Alondra de la Parra: “Não sou uma regente, mas uma artista que se especializou na regência”

por Camila Fresca 27/07/2023

A regente mexicana Alondra de la Parra está de volta a São Paulo depois de 10 anos. Dias 27 e 28 (na Sala São Paulo) e 29 (Campos do Jordão), ela comanda um programa que integra o festival Diálogos latinos da orquestra, trazendo na mala obras de compositores mexicanos. O programa ainda conta com o Concerto para violoncelo de Shostakovich, solado por Gabriel Martins.

Foram cinco colaborações com a Osesp entre 2009 e 2013, mas Alondra de la Parra, aos 43 anos, também regeu no Rio de Janeiro e tem um envolvimento com a música brasileira que remonta à infância. Nome de destaque entre as maestras, ela fundou em 2004 a Orquestra Filarmônica das Américas, em Nova York, foi diretora musical da Sinfônica de Queensland (2016-19) e é principal regente convidada da Sinfônica de Milão, além de atuar como convidada de grupos prestigiados como a Filarmônica da BBC, Orquestra de Paris e Tonhalle de Zurique.

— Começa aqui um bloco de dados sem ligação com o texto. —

//! Traits for the external collaborators the core consumes.
//!
//! Physical memory allocation policy, swap device layout, NUMA placement,
//! and backing-object I/O all live outside this crate; the core only needs
//! to call them. A hosting hypervisor wires concrete implementations; tests
//! wire in-memory mocks (see each module's `#[cfg(test)]` section).

use crate::error::MmResult;
use crate::types::{Mpn, Ppn, SlotId, UsageCategory};

/// Physical frame allocation, reached for every fault page-in and COW copy.
pub trait FrameSource {
    fn alloc_user_frame(&self, node_hint: u32, color_hint: u32) -> Option<Mpn>;
    fn free_user_frame(&self, mpn: Mpn);
    /// Zero a frame's contents in place. Used for anonymous page-in.
    fn zero_frame(&self, mpn: Mpn);
    /// Copy `src` into `dst`, both full pages. Used by COW break.
    fn copy_frame(&self, src: Mpn, dst: Mpn);
    /// A host-mapped byte view of `mpn`'s contents, one page long. The core
    /// never holds a raw pointer to physical memory itself; this is the one
    /// seam where a file-backed page-in writes content into a frame.
    fn frame_bytes_mut(&self, mpn: Mpn) -> &mut [u8];
}

/// Opaque key identifying the content of a page for opportunistic sharing.
pub type PshareKey = u64;

/// Content-addressed sharing of identical read-only anonymous/file pages.
pub trait PageShare {
    fn hash(&self, mpn: Mpn) -> PshareKey;
    /// Folds `mpn` into the share table under `key`, returning the frame to
    /// map (may be a different, already-shared frame) and the new refcount.
    fn add(&self, key: PshareKey, mpn: Mpn) -> (Mpn, u32);
    fn lookup_by_mpn(&self, mpn: Mpn) -> Option<(PshareKey, u32)>;
    /// Removes one reference; returns the remaining count.
    fn remove(&self, key: PshareKey, mpn: Mpn) -> u32;
}

/// The swap device: durable storage for evicted pages.
pub trait SwapDevice {
    fn write(&self, world: u64, slot_hint: Option<SlotId>, lpn: u64, mpn: Mpn) -> MmResult<SlotId>;
    fn read(&self, slot: SlotId, mpn: Mpn) -> MmResult<()>;
    fn free_slot(&self, slot: SlotId);
    fn enabled(&self) -> bool;
}

/// Per-world usage accounting and admission control, plus the blocking
/// primitives the fault handler / swap engine use at suspension points.
/// `block_on`/`wake_all` stand in for "release the cartel lock and sleep on
/// a scheduler wait channel" — the core never talks to a real CPU scheduler
/// directly.
pub trait MemScheduler {
    fn admit(&self, world: u64, category: UsageCategory, delta: i64) -> bool;
    fn pageable_usage(&self, world: u64) -> u64;
    fn shared_usage(&self, world: u64) -> u64;
    fn swapped_usage(&self, world: u64) -> u64;
    fn pinned_usage(&self, world: u64) -> u64;
    fn account(&self, world: u64, category: UsageCategory, delta: i64);
    fn account_swapped(&self, world: u64, delta: i64);
    fn account_shared(&self, world: u64, delta: i64);
    fn account_pinned(&self, world: u64, delta: i64);

    /// Block the calling thread on `channel` until woken. Must be called
    /// with the cartel lock already released by the caller.
    fn block_on(&self, channel: u64);
    fn wake_all(&self, channel: u64);
}

/// TLB coherence. Must be called after any mutation that clears or demotes
/// a PTE visible to another CPU, before the frame is reused.
pub trait TlbShootdown {
    fn flush_cartel(&self, cartel_id: u64);
    fn invalidate_page(&self, cartel_id: u64, va: u64);
}

/// File-backed region content.
pub trait BackingStore {
    /// Reads up to one page's worth of bytes at `offset` into `buf`,
    /// returning the number of bytes actually read (short reads are
    /// zero-padded by the caller).
    fn read_page(&self, handle: u64, offset: u64, buf: &mut [u8]) -> MmResult<usize>;
    fn writable(&self, handle: u64) -> bool;
}

/// Guest-physical-memory resolution for virtualized guests.
pub trait GuestPhys {
    fn resolve(&self, vmm_leader: u64, ppn: Ppn) -> MmResult<Mpn>;
}

/// Hash used to key swap-engine wait channels: `hash(cartel_id, lpn)`.
#[inline]
pub fn wait_channel(cartel_id: u64, lpn: u64) -> u64 {
    // FNV-1a, good enough for a wait-channel key (no adversarial input).
    let mut h: u64 = 0xcbf29ce484222325;
    for byte in cartel_id.to_le_bytes().iter().chain(lpn.to_le_bytes().iter()) {
        h ^= *byte as u64;
        h = h.wrapping_mul(0x100000001b3);
    }
    h
}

Embora ciente das desigualdades do meio musical, ela não gosta de ser vista como uma mulher regente: “Regência não é sobre o que está fora, é sobre o que está dentro”, diz. Nascida em Nova York de pais mexicanos, Alondra de la Parra mudou-se aos dois anos de idade para a Cidade do México e não tem dúvidas sobre quais são suas raízes. No final do ensaio da quarta-feira, dia 26, ela discutia detalhes da Sinfonia impossible com a orquestra, e ensaiava trechos dando instruções em inglês e espanhol. Na sequência, em seu camarim, conversou com o Site CONCERTO.

Você está regendo um programa com obras de mexicanos, dentro de um festival que a orquestra intitulou Diálogos Latinos. Gostaria que falasse delas, começando por Téenek – Invenciones de Territorio da compositora e educadora musical Gabriela Ortiz. 
Gabriela é uma de nossas melhores compositoras em toda a história da música mexicana. Ela é hábil, criativa. Se você consegue ler uma nova peça com uma orquestra do começo ao fim de uma vez só, uma música dessa complexidade, é porque ela é muito bem escrita. Ao mesmo tempo, ela tem a qualidade de não ser hermética, de escrever uma música altamente intelectualizada só pelo prazer de sê-lo. Téenek é sobre espírito, energia, essência, cores. É uma música muito bonita e muito complexa, mas a complexidade tem um propósito. 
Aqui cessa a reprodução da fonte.